A good example is having the same file system layout for your database servers—without this it becomes hugely challenging to automate the RDBMS installation process. Do you really want to spend your time clicking next 10 times every time you need a new server?

One of my current projects has some issues with this—it is a massive virtualization effort, but the inconsistency of the installations, not following industry best practices, and the lack of common standards across the enterprise have led to many challenges in the migration process. Some of these challenges include inconsistent file system names, and even hard coded server names in application code. I did a very similar project at one of my former employers who had outstanding standards and everything went as smoothly as possible. 
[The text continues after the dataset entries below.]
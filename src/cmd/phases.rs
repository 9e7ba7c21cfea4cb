//! Phase plan listing: `reqflow phases`.

use anyhow::Result;
use console::style;
use reqflow::config::ReqflowToml;
use reqflow::orchestrator::{Mode, Outcome, TransitionTable};
use std::path::Path;

pub fn cmd_phases(project_dir: &Path, linear: bool) -> Result<()> {
    let toml = ReqflowToml::load_or_default(project_dir)?;
    let mode = if linear || !toml.process.interactive_mode {
        Mode::Linear
    } else {
        Mode::Gated
    };
    let table = TransitionTable::new(mode)?;
    let registry = toml.build_registry();

    println!();
    println!("Phase plan ({} mode)", style(mode).cyan());
    println!();

    for (index, phase) in table.plan().into_iter().enumerate() {
        let workers = registry.roles(phase);
        let detail = if phase.is_review() {
            let back = table.next(phase, Outcome::RevisionRequested)?;
            format!("revise -> {}", back)
        } else if workers.is_empty() {
            String::new()
        } else {
            workers.join(", ")
        };

        println!(
            "  {:>2}. {:<30} {}",
            index + 1,
            style(phase.as_str()).yellow(),
            style(detail).dim()
        );
    }
    println!();

    Ok(())
}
What standards do you like to enforce? The big ones for me are file system layout (e.g. having data files and transaction/redo logs on the same volume every time, whether it is D:\ and L:\, or /data and /log) and server naming (having clearly defined names makes server location and identification easier). Some other standards I’ve worked with in the past include how to perform disaster recovery for different tiers of apps or which tier of application is eligible for high availability solutions.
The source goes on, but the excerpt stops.